## Task data
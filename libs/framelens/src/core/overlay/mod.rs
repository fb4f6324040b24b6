// Copyright (c) 2025 Jonathan Fontanez
// SPDX-License-Identifier: BUSL-1.1

mod render;
pub mod svg;

pub use render::{
    render_overlay, InferenceTiming, LineKind, OverlayDocument, OverlayLine, TextAnchor,
};
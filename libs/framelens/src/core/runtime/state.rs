// Copyright (c) 2025 Jonathan Fontanez
// SPDX-License-Identifier: BUSL-1.1

//! Runtime state machine types
//!
//! ```text
//! ┌───────┐ start() ┌─────────┐ stop() / end-of-stream / interrupt ┌─────────┐
//! │ Built │────────►│ Running │───────────────────────────────────►│ Stopped │
//! └───────┘         └────┬────┘                                    └─────────┘
//!                        │ engine fault
//!                        ▼
//!                   ┌────────┐
//!                   │ Failed │
//!                   └────────┘
//! ```

use std::fmt;

/// Lifecycle of one [`PipelineRuntime`](super::PipelineRuntime).
#[derive(Debug, Clone, Copy, PartialEq, Eq, Default)]
pub enum RuntimeState {
    /// Graph assembled, no engine resources held.
    #[default]
    Built,
    /// Engine pulling frames.
    Running,
    /// Stopped on request, end-of-stream or interrupt; resources released.
    Stopped,
    /// Engine reported an unrecoverable error; resources released.
    Failed,
}

impl RuntimeState {
    pub fn is_active(&self) -> bool {
        matches!(self, Self::Running)
    }

    /// No further transitions are possible.
    pub fn is_terminal(&self) -> bool {
        matches!(self, Self::Stopped | Self::Failed)
    }

    pub fn can_start(&self) -> bool {
        matches!(self, Self::Built)
    }
}

impl fmt::Display for RuntimeState {
    fn fmt(&self, f: &mut fmt::Formatter<'_>) -> fmt::Result {
        let name = match self {
            Self::Built => "built",
            Self::Running => "running",
            Self::Stopped => "stopped",
            Self::Failed => "failed",
        };
        f.write_str(name)
    }
}

/// Why a run ended.
#[derive(Debug, Clone, Copy, PartialEq, Eq)]
pub enum StopReason {
    EndOfStream,
    /// The frame callback asked to stop through its [`Control`](super::Control).
    StopRequested,
    Interrupted,
}
// Copyright (c) 2025 Jonathan Fontanez
// SPDX-License-Identifier: BUSL-1.1

//! Label files: one label per line, optionally prefixed by its class index
//! (`"17 goldfish"`). Lines without an index are numbered by position.

use std::path::Path;

use anyhow::{Context, Result};
use framelens::Labels;

pub fn load_labels(path: &Path) -> Result<Labels> {
    let contents = std::fs::read_to_string(path)
        .with_context(|| format!("Failed to read label file {}", path.display()))?;
    let labels = parse_labels(&contents);
    tracing::info!("Loaded {} labels from {}", labels.len(), path.display());
    Ok(labels)
}

pub fn parse_labels(contents: &str) -> Labels {
    contents
        .lines()
        .enumerate()
        .filter(|(_, line)| !line.trim().is_empty())
        .map(|(position, line)| parse_line(line).unwrap_or((position, line.trim())))
        .collect()
}

fn parse_line(line: &str) -> Option<(usize, &str)> {
    let line = line.trim_start();
    let digits = line.find(|c: char| !c.is_ascii_digit())?;
    if digits == 0 {
        return None;
    }
    let index = line[..digits].parse().ok()?;
    let name = line[digits..].trim();
    (!name.is_empty()).then_some((index, name))
}

#[cfg(test)]
mod tests {
    use super::*;

    #[test]
    fn test_indexed_labels() {
        let labels = parse_labels("0 background\n1  tench\n 2 goldfish\n");
        assert_eq!(labels.len(), 3);
        assert_eq!(labels.name(1), "tench");
        assert_eq!(labels.name(2), "goldfish");
    }

    #[test]
    fn test_plain_labels_numbered_by_position() {
        let labels = parse_labels("background\ntench\ngoldfish\n");
        assert_eq!(labels.name(0), "background");
        assert_eq!(labels.name(2), "goldfish");
    }

    #[test]
    fn test_sparse_indices_and_fallback() {
        let labels = parse_labels("5 cat\n9 dog\n");
        assert_eq!(labels.name(9), "dog");
        assert_eq!(labels.name(6), "6");
    }

    #[test]
    fn test_load_from_file() {
        let dir = tempfile::tempdir().unwrap();
        let path = dir.path().join("labels.txt");
        std::fs::write(&path, "0 cat\n1 dog\n").unwrap();
        assert_eq!(load_labels(&path).unwrap().name(0), "cat");
        assert!(load_labels(&dir.path().join("missing.txt")).is_err());
    }
}
// Copyright (c) 2025 Jonathan Fontanez
// SPDX-License-Identifier: BUSL-1.1

//! In-process engine with a test-pattern source.
//!
//! Runs the inference branch the way a real engine does: one capture thread
//! paced at the graph's frame rate feeds the display sinks synchronously and
//! pushes into the branch queue; a second thread drains the queue into the
//! sample handler. Without a queue on the branch the handler runs on the
//! capture thread.

use std::sync::Arc;
use std::sync::atomic::{AtomicBool, Ordering};
use std::thread::JoinHandle;
use std::time::{Duration, Instant};

use bytes::Bytes;
use crossbeam_channel::{Receiver, RecvTimeoutError, SendTimeoutError, Sender, TrySendError};

use super::{
    BranchPlan, Endpoints, Engine, EngineEvent, EngineStats, OverlaySlot, OverlayTarget, Sample,
    SampleFlow, SampleHandler, StatsCounters,
};
use crate::core::error::{Result, StreamError};
use crate::core::graph::{Graph, OverflowPolicy, QueueSpec};
use crate::core::layout::Size;

/// How often blocked producers re-check for shutdown.
const STOP_CHECK_INTERVAL: Duration = Duration::from_millis(10);

#[derive(Debug, Clone, PartialEq)]
pub struct SyntheticConfig {
    /// Sleep one frame interval between captures.
    pub realtime: bool,
    /// Capture interval; defaults to the graph's frame rate.
    pub frame_interval: Option<Duration>,
    /// Frames until end-of-stream when the source sets no `num_buffers`.
    pub frame_limit: Option<u64>,
    /// Report a device fault after this many captured frames.
    pub fail_after_frames: Option<u64>,
}

impl Default for SyntheticConfig {
    fn default() -> Self {
        Self {
            realtime: true,
            frame_interval: None,
            frame_limit: None,
            fail_after_frames: None,
        }
    }
}

impl SyntheticConfig {
    pub fn frame_limit(mut self, frames: u64) -> Self {
        self.frame_limit = Some(frames);
        self
    }

    pub fn frame_interval(mut self, interval: Duration) -> Self {
        self.frame_interval = Some(interval);
        self
    }

    /// Capture as fast as the branch allows.
    pub fn unpaced(mut self) -> Self {
        self.realtime = false;
        self
    }

    pub fn fail_after_frames(mut self, frames: u64) -> Self {
        self.fail_after_frames = Some(frames);
        self
    }
}

enum BranchItem {
    Frame(Sample),
    EndOfStream,
}

pub struct SyntheticEngine {
    config: SyntheticConfig,
    plan: Option<BranchPlan>,
    handler: Option<SampleHandler>,
    overlay: Option<Arc<OverlaySlot>>,
    stats: Arc<StatsCounters>,
    bus_tx: Sender<EngineEvent>,
    bus_rx: Receiver<EngineEvent>,
    shutdown_tx: Option<Sender<()>>,
    rewind_tx: Option<Sender<()>>,
    stopping: Arc<AtomicBool>,
    threads: Vec<JoinHandle<()>>,
}

impl SyntheticEngine {
    pub fn new(config: SyntheticConfig) -> Self {
        let (bus_tx, bus_rx) = crossbeam_channel::unbounded();
        Self {
            config,
            plan: None,
            handler: None,
            overlay: None,
            stats: Arc::new(StatsCounters::default()),
            bus_tx,
            bus_rx,
            shutdown_tx: None,
            rewind_tx: None,
            stopping: Arc::new(AtomicBool::new(false)),
            threads: Vec::new(),
        }
    }

    pub fn plan(&self) -> Option<&BranchPlan> {
        self.plan.as_ref()
    }
}

impl Default for SyntheticEngine {
    fn default() -> Self {
        Self::new(SyntheticConfig::default())
    }
}

impl Engine for SyntheticEngine {
    fn name(&self) -> &str {
        "synthetic"
    }

    fn prepare(&mut self, graph: &Graph, endpoints: &Endpoints, handler: SampleHandler) -> Result<()> {
        if self.plan.is_some() {
            return Err(StreamError::State("synthetic engine already prepared".into()));
        }
        let plan = BranchPlan::resolve(graph, endpoints)?;
        tracing::debug!(
            "Synthetic engine: {} nodes on inference path, queue {:?}, samples {:?} {}",
            plan.path.len(),
            plan.queue,
            plan.sample_size,
            plan.sample_format
        );
        self.overlay = plan.overlay_source.map(|_| Arc::new(OverlaySlot::new()));
        self.plan = Some(plan);
        self.handler = Some(handler);
        Ok(())
    }

    fn play(&mut self) -> Result<()> {
        let plan = self
            .plan
            .clone()
            .ok_or_else(|| StreamError::State("synthetic engine not prepared".into()))?;
        let handler = self
            .handler
            .take()
            .ok_or_else(|| StreamError::State("synthetic engine already playing".into()))?;

        let (shutdown_tx, shutdown_rx) = crossbeam_channel::bounded::<()>(0);
        let (rewind_tx, rewind_rx) = crossbeam_channel::unbounded::<()>();

        let branch = match plan.queue {
            Some(spec) => {
                let (tx, rx) = match spec.max_buffered {
                    Some(max) => crossbeam_channel::bounded(max.max(1) as usize),
                    None => crossbeam_channel::unbounded(),
                };
                let consumer = InferenceLoop {
                    handler,
                    halted: false,
                    queue_rx: rx.clone(),
                    shutdown_rx: shutdown_rx.clone(),
                    bus_tx: self.bus_tx.clone(),
                    stats: Arc::clone(&self.stats),
                };
                self.threads.push(
                    std::thread::Builder::new()
                        .name("framelens-inference".into())
                        .spawn(move || consumer.run())?,
                );
                Branch::Queued { spec, tx, rx }
            }
            None => Branch::Inline {
                handler,
                halted: false,
            },
        };

        let sample_size = plan.sample_size.unwrap_or(Size::new(1, 1));
        let capture = CaptureLoop {
            interval: self.config.frame_interval.or(plan.frame_interval),
            realtime: self.config.realtime,
            frame_limit: plan.frame_limit.or(self.config.frame_limit),
            fail_after: self.config.fail_after_frames,
            sample_size,
            sample_len: sample_size.width as usize * sample_size.height as usize * plan.bytes_per_pixel(),
            sample_format: plan.sample_format.clone(),
            has_display: !plan.display_sinks.is_empty(),
            overlay: self.overlay.clone(),
            branch,
            stats: Arc::clone(&self.stats),
            bus_tx: self.bus_tx.clone(),
            shutdown_rx,
            rewind_rx,
            stopping: Arc::clone(&self.stopping),
        };
        self.threads.push(
            std::thread::Builder::new()
                .name("framelens-capture".into())
                .spawn(move || capture.run())?,
        );

        self.shutdown_tx = Some(shutdown_tx);
        self.rewind_tx = Some(rewind_tx);
        tracing::info!("Synthetic engine playing");
        Ok(())
    }

    fn poll_event(&mut self, timeout: Duration) -> Option<EngineEvent> {
        self.bus_rx.recv_timeout(timeout).ok()
    }

    fn rewind(&mut self) -> Result<()> {
        let tx = self
            .rewind_tx
            .as_ref()
            .ok_or_else(|| StreamError::State("synthetic engine not playing".into()))?;
        tx.send(())
            .map_err(|_| StreamError::Engine("capture thread has exited".into()))
    }

    fn overlay_target(&self) -> Option<Arc<dyn OverlayTarget>> {
        self.overlay
            .clone()
            .map(|slot| slot as Arc<dyn OverlayTarget>)
    }

    fn stats(&self) -> EngineStats {
        self.stats.snapshot()
    }

    fn shutdown(&mut self) -> Result<()> {
        self.stopping.store(true, Ordering::Release);
        self.shutdown_tx.take();
        self.rewind_tx.take();
        for handle in self.threads.drain(..) {
            if handle.join().is_err() {
                tracing::warn!("Synthetic engine thread panicked");
            }
        }
        Ok(())
    }
}

impl Drop for SyntheticEngine {
    fn drop(&mut self) {
        let _ = self.shutdown();
    }
}

enum Branch {
    Inline {
        handler: SampleHandler,
        halted: bool,
    },
    Queued {
        spec: QueueSpec,
        tx: Sender<BranchItem>,
        /// Producer-side receiver, used to evict the oldest frame.
        rx: Receiver<BranchItem>,
    },
}

struct CaptureLoop {
    interval: Option<Duration>,
    realtime: bool,
    frame_limit: Option<u64>,
    fail_after: Option<u64>,
    sample_size: Size,
    sample_len: usize,
    sample_format: String,
    has_display: bool,
    overlay: Option<Arc<OverlaySlot>>,
    branch: Branch,
    stats: Arc<StatsCounters>,
    bus_tx: Sender<EngineEvent>,
    shutdown_rx: Receiver<()>,
    rewind_rx: Receiver<()>,
    stopping: Arc<AtomicBool>,
}

impl CaptureLoop {
    fn run(mut self) {
        tracing::debug!(
            "Capture started (interval {:?}, limit {:?})",
            self.interval,
            self.frame_limit
        );
        let mut sequence = 0u64;

        loop {
            let segment_start = Instant::now();
            let mut in_segment = 0u64;

            while !self.frame_limit.is_some_and(|limit| in_segment >= limit) {
                if !self.wait_frame() {
                    return;
                }

                let pts = match self.interval {
                    Some(interval) => interval.saturating_mul(in_segment as u32),
                    None => segment_start.elapsed(),
                };
                let sample = Sample {
                    data: Bytes::from(vec![(sequence % 251) as u8; self.sample_len]),
                    size: self.sample_size,
                    format: self.sample_format.clone(),
                    sequence,
                    pts: Some(pts),
                };

                let captured = StatsCounters::bump(&self.stats.captured);
                self.display();
                if !self.deliver(sample) {
                    return;
                }
                sequence += 1;
                in_segment += 1;

                if self.fail_after.is_some_and(|n| captured >= n) {
                    tracing::warn!("Synthetic capture fault after {} frames", captured);
                    let _ = self.bus_tx.send(EngineEvent::Error {
                        source: "synthetic-src".into(),
                        message: "capture device lost".into(),
                    });
                    return;
                }
            }

            tracing::debug!("Capture reached end-of-stream after {} frames", in_segment);
            if !self.end_of_stream() {
                return;
            }

            crossbeam_channel::select! {
                recv(self.rewind_rx) -> msg => {
                    if msg.is_err() {
                        return;
                    }
                    tracing::debug!("Capture rewound");
                }
                recv(self.shutdown_rx) -> _ => return,
            }
        }
    }

    /// Pace one frame. `false` once shutdown was requested.
    fn wait_frame(&self) -> bool {
        match self.interval.filter(|_| self.realtime) {
            Some(interval) => matches!(
                self.shutdown_rx.recv_timeout(interval),
                Err(RecvTimeoutError::Timeout)
            ),
            None => !self.stopping.load(Ordering::Acquire),
        }
    }

    fn display(&self) {
        if !self.has_display {
            return;
        }
        StatsCounters::bump(&self.stats.displayed);
        if self.overlay.as_ref().is_some_and(|slot| slot.current().is_some()) {
            StatsCounters::bump(&self.stats.overlaid);
        }
    }

    fn deliver(&mut self, sample: Sample) -> bool {
        let overflow = match &mut self.branch {
            Branch::Inline { handler, halted } => {
                if !*halted {
                    StatsCounters::bump(&self.stats.delivered);
                    if handler(sample) == SampleFlow::Halt {
                        *halted = true;
                    }
                }
                return true;
            }
            Branch::Queued { spec, .. } => spec.overflow,
        };
        match overflow {
            OverflowPolicy::DropOldest => self.push_leaky(BranchItem::Frame(sample)),
            OverflowPolicy::Block => self.push_blocking(BranchItem::Frame(sample)),
        }
    }

    fn end_of_stream(&self) -> bool {
        match &self.branch {
            Branch::Inline { .. } => self.bus_tx.send(EngineEvent::EndOfStream).is_ok(),
            // Behind the frames already queued.
            Branch::Queued { .. } => self.push_blocking(BranchItem::EndOfStream),
        }
    }

    fn push_leaky(&self, mut item: BranchItem) -> bool {
        let Branch::Queued { tx, rx, .. } = &self.branch else {
            return false;
        };
        loop {
            match tx.try_send(item) {
                Ok(()) => {
                    self.record_depth(tx.len());
                    return true;
                }
                Err(TrySendError::Full(back)) => {
                    item = back;
                    if let Ok(BranchItem::Frame(old)) = rx.try_recv() {
                        StatsCounters::bump(&self.stats.dropped);
                        tracing::trace!("Inference queue full, dropped frame {}", old.sequence);
                    }
                }
                Err(TrySendError::Disconnected(_)) => return false,
            }
        }
    }

    fn push_blocking(&self, mut item: BranchItem) -> bool {
        let Branch::Queued { tx, .. } = &self.branch else {
            return false;
        };
        loop {
            match tx.send_timeout(item, STOP_CHECK_INTERVAL) {
                Ok(()) => {
                    self.record_depth(tx.len());
                    return true;
                }
                Err(SendTimeoutError::Timeout(back)) => {
                    if self.stopping.load(Ordering::Acquire) {
                        return false;
                    }
                    item = back;
                }
                Err(SendTimeoutError::Disconnected(_)) => return false,
            }
        }
    }

    fn record_depth(&self, depth: usize) {
        self.stats
            .max_queue_depth
            .fetch_max(depth as u64, Ordering::Relaxed);
    }
}

struct InferenceLoop {
    handler: SampleHandler,
    halted: bool,
    queue_rx: Receiver<BranchItem>,
    shutdown_rx: Receiver<()>,
    bus_tx: Sender<EngineEvent>,
    stats: Arc<StatsCounters>,
}

impl InferenceLoop {
    fn run(mut self) {
        tracing::debug!("Inference branch thread started");
        loop {
            crossbeam_channel::select! {
                recv(self.shutdown_rx) -> _ => break,
                recv(self.queue_rx) -> msg => match msg {
                    Ok(BranchItem::Frame(sample)) => self.handle(sample),
                    Ok(BranchItem::EndOfStream) => {
                        let _ = self.bus_tx.send(EngineEvent::EndOfStream);
                    }
                    Err(_) => break,
                },
            }
        }
        tracing::debug!("Inference branch thread stopped");
    }

    fn handle(&mut self, sample: Sample) {
        if self.halted {
            return;
        }
        StatsCounters::bump(&self.stats.delivered);
        if (self.handler)(sample) == SampleFlow::Halt {
            tracing::debug!("Inference branch halted by handler");
            self.halted = true;
        }
    }
}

## Description of the task
Look above for the line with "let (shutdown_tx, shutdown_rx)" and the line with "Some(max) => crossbeam_channel::bounded(max.max(1)". Retype those two lines and every line between them exactly, adding nothing.

## Exercise output
        let (shutdown_tx, shutdown_rx) = crossbeam_channel::bounded::<()>(0);
        let (rewind_tx, rewind_rx) = crossbeam_channel::unbounded::<()>();

        let branch = match plan.queue {
            Some(spec) => {
                let (tx, rx) = match spec.max_buffered {
                    Some(max) => crossbeam_channel::bounded(max.max(1) as usize),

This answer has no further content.